(Records excerpted from a collection)

//! Explanation payload stored alongside each risk score.
//!
//! The blob is keyed by plain strings so the read side can render it
//! without knowing the model. Window-specific keys carry the window length,
//! e.g. `top_signals_30d` and `source_alerts_90d`.

use crate::{
    anomaly::AnomalyType,
    config::ScoringConfig,
    error::{ScoreError, ScoreResult},
    features::IssuerWindows,
    types::{AsOfDate, WindowDays},
};
use serde::{ser::SerializeMap, Deserialize, Serialize, Serializer};
use std::collections::BTreeMap;

#[derive(Debug, Clone, PartialEq, Serialize, Deserialize)]
pub struct TopSignal {
    pub signal:    AnomalyType,
    pub component: f64,
    pub count:     u32,
}

#[derive(Debug, Clone, PartialEq)]
pub struct Evidence {
    pub model_version:         String,
    pub as_of_date:            AsOfDate,
    pub window_weights:        BTreeMap<WindowDays, f64>,
    pub anomaly_weights:       BTreeMap<String, f64>,
    pub window_scores:         BTreeMap<WindowDays, f64>,
    /// Shortest configured window; the window `top_signals` describes.
    pub top_signals_window:    WindowDays,
    pub top_signals:           Vec<TopSignal>,
    pub lookback_windows_days: Vec<WindowDays>,
    /// Longest configured window; the window `source_alerts` counts.
    pub source_alerts_window:  WindowDays,
    pub source_alerts:         u32,
}

impl Evidence {
    pub fn build(
        config: &ScoringConfig,
        as_of: AsOfDate,
        windows: &IssuerWindows,
    ) -> ScoreResult<Self> {
        let (Some(shortest), Some(longest)) = (config.shortest_window(), config.longest_window())
        else {
            return Err(ScoreError::Config {
                reason: "at least one lookback window is required".into(),
            });
        };

        let top_signals = windows
            .get(&shortest)
            .map(|row| {
                row.ranked_signals()
                    .into_iter()
                    .map(|(signal, f)| TopSignal {
                        signal,
                        component: f.component,
                        count: f.count,
                    })
                    .collect()
            })
            .unwrap_or_default();

        Ok(Self {
            model_version:         config.model_version.clone(),
            as_of_date:            as_of,
            window_weights:        config.windows.clone(),
            anomaly_weights:       config.anomaly_weights(),
            window_scores:         windows
                .iter()
                .map(|(&days, row)| (days, row.window_score))
                .collect(),
            top_signals_window:    shortest,
            top_signals,
            lookback_windows_days: config.window_lengths(),
            source_alerts_window:  longest,
            source_alerts:         windows.get(&longest).map_or(0, |row| row.total_alerts),
        })
    }

    pub fn top_signals_key(&self) -> String {
        format!("top_signals_{}d", self.top_signals_window)
    }

    pub fn source_alerts_key(&self) -> String {
        format!("source_alerts_{}d", self.source_alerts_window)
    }
}

impl Serialize for Evidence {
    fn serialize<S: Serializer>(&self, serializer: S) -> Result<S::Ok, S::Error> {
        let mut map = serializer.serialize_map(Some(8))?;
        map.serialize_entry("model_version", &self.model_version)?;
        map.serialize_entry("as_of_date", &self.as_of_date)?;
        map.serialize_entry("window_weights", &self.window_weights)?;
        map.serialize_entry("anomaly_weights", &self.anomaly_weights)?;
        map.serialize_entry("window_scores", &self.window_scores)?;
        map.serialize_entry(&self.top_signals_key(), &self.top_signals)?;
        map.serialize_entry("lookback_windows_days", &self.lookback_windows_days)?;
        map.serialize_entry(&self.source_alerts_key(), &self.source_alerts)?;
        map.end()
    }
}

> **Description of the task**: Every entry above must be copied exactly.

> **Task output**:
//! Explanation payload stored alongside each risk score.
//!
//! The blob is keyed by plain strings so the read side can render it
//! without knowing the model. Window-specific keys carry the window length,
//! e.g. `top_signals_30d` and `source_alerts_90d`.

use crate::{
    anomaly::AnomalyType,
    config::ScoringConfig,
    error::{ScoreError, ScoreResult},
    features::IssuerWindows,
    types::{AsOfDate, WindowDays},
};
use serde::{ser::SerializeMap, Deserialize, Serialize, Serializer};
use std::collections::BTreeMap;

#[derive(Debug, Clone, PartialEq, Serialize, Deserialize)]
pub struct TopSignal {
    pub signal:    AnomalyType,
    pub component: f64,
    pub count:     u32,
}

#[derive(Debug, Clone, PartialEq)]
pub struct Evidence {
    pub model_version:         String,
    pub as_of_date:            AsOfDate,
    pub window_weights:        BTreeMap<WindowDays, f64>,
    pub anomaly_weights:       BTreeMap<String, f64>,
    pub window_scores:         BTreeMap<WindowDays, f64>,
    /// Shortest configured window; the window `top_signals` describes.
    pub top_signals_window:    WindowDays,
    pub top_signals:           Vec<TopSignal>,
    pub lookback_windows_days: Vec<WindowDays>,
    /// Longest configured window; the window `source_alerts` counts.
    pub source_alerts_window:  WindowDays,
    pub source_alerts:         u32,
}

impl Evidence {
    pub fn build(
        config: &ScoringConfig,
        as_of: AsOfDate,
        windows: &IssuerWindows,
    ) -> ScoreResult<Self> {
        let (Some(shortest), Some(longest)) = (config.shortest_window(), config.longest_window())
        else {
            return Err(ScoreError::Config {
                reason: "at least one lookback window is required".into(),
            });
        };

        let top_signals = windows
            .get(&shortest)
            .map(|row| {
                row.ranked_signals()
                    .into_iter()
                    .map(|(signal, f)| TopSignal {
                        signal,
                        component: f.component,
                        count: f.count,
                    })
                    .collect()
            })
            .unwrap_or_default();

        Ok(Self {
            model_version:         config.model_version.clone(),
            as_of_date:            as_of,
            window_weights:        config.windows.clone(),
            anomaly_weights:       config.anomaly_weights(),
            window_scores:         windows
                .iter()
                .map(|(&days, row)| (days, row.window_score))
                .collect(),
            top_signals_window:    shortest,
            top_signals,
            lookback_windows_days: config.window_lengths(),
            source_alerts_window:  longest,
            source_alerts:         windows.get(&longest).map_or(0, |row| row.total_alerts),
        })
    }

    pub fn top_signals_key(&self) -> String {
        format!("top_signals_{}d", self.top_signals_window)
    }

    pub fn source_alerts_key(&self) -> String {
        format!("source_alerts_{}d", self.source_alerts_window)
    }
}

impl Serialize for Evidence {
    fn serialize<S: Serializer>(&self, serializer: S) -> Result<S::Ok, S::Error> {
        let mut map = serializer.serialize_map(Some(8))?;
        map.serialize_entry("model_version", &self.model_version)?;
        map.serialize_entry("as_of_date", &self.as_of_date)?;
        map.serialize_entry("window_weights", &self.window_weights)?;
        map.serialize_entry("anomaly_weights", &self.anomaly_weights)?;
        map.serialize_entry("window_scores", &self.window_scores)?;
        map.serialize_entry(&self.top_signals_key(), &self.top_signals)?;
        map.serialize_entry("lookback_windows_days", &self.lookback_windows_days)?;
        map.serialize_entry(&self.source_alerts_key(), &self.source_alerts)?;
        map.end()
    }
}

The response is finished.